Album opener 'The Descent' is the gateway to our mystical journey, invoking the spirit of the classical Hero entering the underworld, & reminds us of the first stage of the Mythic path, that of entering the abyss in search of revelation & trials of self-initiation. 'On Sea Level' then takes us further into the initial brooding dark, where the shadows seem to imperceptibly layer & thicken around the listener's edge of vision.
The next two tracks then cast us into the bowels of Pozza del Merro, as indicted by a measurment of depth appended to the end of their titles (an effective device then used through the rest of the album to give us the only reference point available within the sinkhole's damp hollows). Only the ROV's can give us the sounds we encounter here, places where no man can reach, and nature slowly reveals how truly alien her unrevealed chasms are - the shifting innards of the earth reminiscent of the grinding of human bones into transient dust, or the movements of buried lakes reflecting the sounds of violent surface storms.
The paradox of an unearthly peace can also be found here too though, as can glimpses of hidden revelations, as hinted in 'ROV Mercuria' & 'Unexplored' - the old adage of 'as above, so below' ideally reflected here in the sound textures of deep fissures almost hinting at the currents of deep space winds.
'Hiball 300 R.O.V' is the last of the tracks composed of textures captured from the lowest hollows of the chasmic complex and accurately recreates the yawning claustrophobia we find there, threatening to engulf us with shifting fears & paranoia - organic hints of unseen life barely perceptible, yet all the more oppresive by their refusal to make themselves fully apparent to our comprehension.
The remaining trilogy of soundscapes begin to bring us back to the surface, but with no less trepidation than those captured from the lowest pits - as if the sinkhole's truths cannot be left behind once clearly viewed, the tellurian branded upon the returning consciousness in a lasting unbidden revelation of uncomfortable awe.
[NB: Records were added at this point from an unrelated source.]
//! Shared plumbing for the exported functions: argument decoding, error
//! hand-out and the fatal path for calls that have no error channel.

use std::os::raw::{c_char, c_int};
use std::ptr;

use bridge_core::raw::read_str;
use bridge_core::{AllocationLedger, RawError};
use bridge_engine::{BridgeError, BridgeResult};
use liblogger::{log_error, Logger};

/// Borrows a required string argument for the duration of the call.
///
/// # Safety
/// `ptr` must be null or a NUL-terminated string that outlives `'a`.
pub unsafe fn arg<'a>(ptr: *const c_char, what: &'static str) -> BridgeResult<&'a str> {
    read_str(ptr, what).map_err(BridgeError::from)
}

/// `Error?` shape: null on success, an owned message released with `dealloc_error` otherwise.
pub fn into_raw_error(result: BridgeResult<()>) -> *mut RawError {
    match result {
        Ok(()) => ptr::null_mut(),
        Err(e) => AllocationLedger::global().alloc_error(&e.to_string()),
    }
}

pub fn bool_to_int(b: bool) -> c_int {
    c_int::from(b)
}

/// Resolves the result of an operation whose C signature can't carry an error.
///
/// Reaching a context that doesn't exist is a defect in the caller and aborts.
/// Anything else is logged and the fallback is returned.
pub fn settle<T>(op: &str, result: BridgeResult<T>, fallback: T) -> T {
    match result {
        Ok(value) => value,
        Err(e @ BridgeError::UnknownContext(_)) => abort_on_context_misuse(op, &e),
        Err(e) => {
            log_error!(&format!("{} failed: {}", op, e));
            fallback
        }
    }
}

fn abort_on_context_misuse(op: &str, error: &BridgeError) -> ! {
    log_error!(&format!("Fatal: {} used an unusable context: {}", op, error));
    let _ = Logger::shutdown();
    std::process::abort();
}
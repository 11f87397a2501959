//! Adapts the foreign collector's C callbacks to the engine's `Collector` trait,
//! and the `start_collector` entry point that runs it.

use std::os::raw::c_char;
use std::sync::Arc;

use bridge_core::raw::to_c_string;
use bridge_core::{DefineCallback, TaskCallback};
use bridge_engine::{Bridge, BridgeError, BridgeResult, Collector, CollectorController, TaskContext};
use liblogger::{log_error, log_warn};
use liblogger_macros::log_entry_exit;

use crate::boundary::arg;
use crate::bridge;

/// A collector whose callbacks live on the foreign side. Load and unload are optional.
pub struct CallbackCollector {
    collect: TaskCallback,
    load: Option<TaskCallback>,
    unload: Option<TaskCallback>,
    define: Option<DefineCallback>,
}

impl CallbackCollector {
    pub fn new(
        collect: TaskCallback,
        load: Option<TaskCallback>,
        unload: Option<TaskCallback>,
        define: Option<DefineCallback>,
    ) -> Self {
        CallbackCollector { collect, load, unload, define }
    }
}

/// The id string is owned here and valid only for the duration of the call.
fn call_with_id(callback: TaskCallback, task: &TaskContext<'_>) {
    let id = to_c_string(task.id());
    unsafe { callback(id.as_ptr() as *mut c_char) }
}

impl Collector for CallbackCollector {
    fn define(&self, _bridge: &Bridge) -> BridgeResult<()> {
        if let Some(define) = self.define {
            unsafe { define() }
        }
        Ok(())
    }

    fn load(&self, task: &TaskContext<'_>) -> BridgeResult<()> {
        if let Some(load) = self.load {
            call_with_id(load, task);
        }
        Ok(())
    }

    fn collect(&self, task: &TaskContext<'_>) -> BridgeResult<()> {
        call_with_id(self.collect, task);
        Ok(())
    }

    fn unload(&self, task: &TaskContext<'_>) -> BridgeResult<()> {
        if let Some(unload) = self.unload {
            call_with_id(unload, task);
        }
        Ok(())
    }
}

/// Runs the define callback, then serves the host until it disconnects.
///
/// A second call in the same process is logged and returns immediately.
///
/// # Safety
/// Callbacks must be valid for the life of the process; `name` and `version`
/// must be NUL-terminated.
#[no_mangle]
pub unsafe extern "C" fn start_collector(
    collect: Option<TaskCallback>,
    load: Option<TaskCallback>,
    unload: Option<TaskCallback>,
    define: Option<DefineCallback>,
    name: *const c_char,
    version: *const c_char,
) {
    let Some(collect) = collect else {
        log_error!("start_collector called without a collect callback");
        return;
    };
    let (name, version) = match (arg(name, "collector name"), arg(version, "collector version")) {
        (Ok(name), Ok(version)) => (name, version),
        (Err(e), _) | (_, Err(e)) => {
            log_error!(&format!("start_collector rejected: {}", e));
            return;
        }
    };

    let collector = CallbackCollector::new(collect, load, unload, define);
    match serve(Arc::new(collector), name, version) {
        Ok(()) => {}
        Err(BridgeError::AlreadyStarted) => log_warn!("start_collector called more than once; ignoring"),
        Err(e) => log_error!(&format!("Collector {} stopped with error: {}", name, e)),
    }
}

#[log_entry_exit]
fn serve(collector: Arc<CallbackCollector>, name: &str, version: &str) -> BridgeResult<()> {
    let bridge = bridge().clone();
    let link = bridge.settings().host_link;
    CollectorController::new(bridge, collector, name, version).run_blocking(link)
}
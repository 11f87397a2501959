use bridge_core::{RawDecodeError, TimestampError, ValueKind};
use thiserror::Error;

#[derive(Debug, Clone, PartialEq, Eq, Error)]
pub enum BridgeError {
    #[error("context {0} already exists")]
    DuplicateContext(String),
    #[error("context {0} does not exist")]
    UnknownContext(String),
    #[error("task {0} has been canceled")]
    ContextDone(String),
    #[error("metric {0} is not defined")]
    UndefinedMetric(String),
    #[error("invalid pattern {pattern:?}: {reason}")]
    InvalidPattern { pattern: String, reason: String },
    #[error("definitions are frozen once the collector is ready")]
    AlreadyReady,
    #[error("collector has already been started")]
    AlreadyStarted,
    #[error("serialization failed: {0}")]
    SerializationFailure(String),
    #[error("invalid value type {0}")]
    InvalidValueType(i32),
    #[error("invalid timestamp: {0}")]
    InvalidTimestamp(#[from] TimestampError),
    #[error("metric {name} is defined as {expected} but got {actual}")]
    ValueKindMismatch {
        name: String,
        expected: ValueKind,
        actual: ValueKind,
    },
    #[error("another request for task {0} is in progress")]
    TaskBusy(String),
    #[error("invalid argument: {0}")]
    InvalidArgument(String),
    #[error("{0}")]
    Callback(String),
}

impl BridgeError {
    pub fn invalid_pattern(pattern: &str, reason: impl Into<String>) -> Self {
        BridgeError::InvalidPattern { pattern: pattern.to_string(), reason: reason.into() }
    }
}

impl From<RawDecodeError> for BridgeError {
    fn from(err: RawDecodeError) -> Self {
        match err {
            RawDecodeError::InvalidValueType(code) => BridgeError::InvalidValueType(code),
            RawDecodeError::InvalidTimestamp(ts) => BridgeError::InvalidTimestamp(ts),
            other => BridgeError::InvalidArgument(other.to_string()),
        }
    }
}

pub type BridgeResult<T> = Result<T, BridgeError>;
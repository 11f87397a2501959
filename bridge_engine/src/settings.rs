use std::fs;

use serde::{Deserialize, Serialize};

pub const DEFAULT_CONFIG_FILE: &str = "app_config.toml";

/// Where host commands come from and reports go to.
#[derive(Debug, Clone, Copy, PartialEq, Eq, Serialize, Deserialize)]
#[serde(rename_all = "lowercase")]
pub enum HostLinkKind {
    /// Newline-delimited JSON on stdin/stdout.
    Stdio,
    /// No host: run the define phase, print the definitions and return.
    None,
}

/// `[bridge]` section of `app_config.toml`.
#[derive(Debug, Clone, PartialEq, Eq, Serialize, Deserialize)]
#[serde(default)]
pub struct BridgeSettings {
    /// Warnings kept per collect pass; later ones are logged and dropped.
    pub max_warnings: usize,
    /// Longest warning message in bytes; longer ones are truncated.
    pub max_warning_len: usize,
    pub host_link: HostLinkKind,
}

impl Default for BridgeSettings {
    fn default() -> Self {
        BridgeSettings {
            max_warnings: 40,
            max_warning_len: 256,
            host_link: HostLinkKind::Stdio,
        }
    }
}

#[derive(Debug, Deserialize)]
struct SettingsWrapper {
    #[serde(default)]
    bridge: BridgeSettings,
}

impl BridgeSettings {
    /// A missing file yields the defaults.
    pub fn from_file(file_path: &str) -> Result<Self, String> {
        match fs::read_to_string(file_path) {
            Ok(content) => Self::from_toml_str(&content),
            Err(e) => {
                eprintln!("Warning: Could not read config file '{}': {}. Using defaults.", file_path, e);
                Ok(BridgeSettings::default())
            }
        }
    }

    pub fn from_toml_str(config_str: &str) -> Result<Self, String> {
        toml::from_str::<SettingsWrapper>(config_str)
            .map(|wrapper| wrapper.bridge)
            .map_err(|e| format!("Failed to parse config file: {}", e))
    }
}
A final sounding into Pozzo del Merro teases us still further with hints of the unseen, and reminds us of its unlimited potential - returning from the abyssic journey has indelibly changed our perceptions in ways undreamt of at the adventure's inception, and we return to the surface carrying a small part of its depths within us...
Simultaneously fascinating and oppressive, alien sounding yet entirely organic in form, Ohlon have produced a work of unbridled genius with this true work of art - something so fitting to expectations of this genre, yet transcending its boundaries so eloquently. Take a journey into this 200 million year old rarely explored natural phenomena, and be transformed.....an essential work that all should experience.
[ Heathen Harvest ]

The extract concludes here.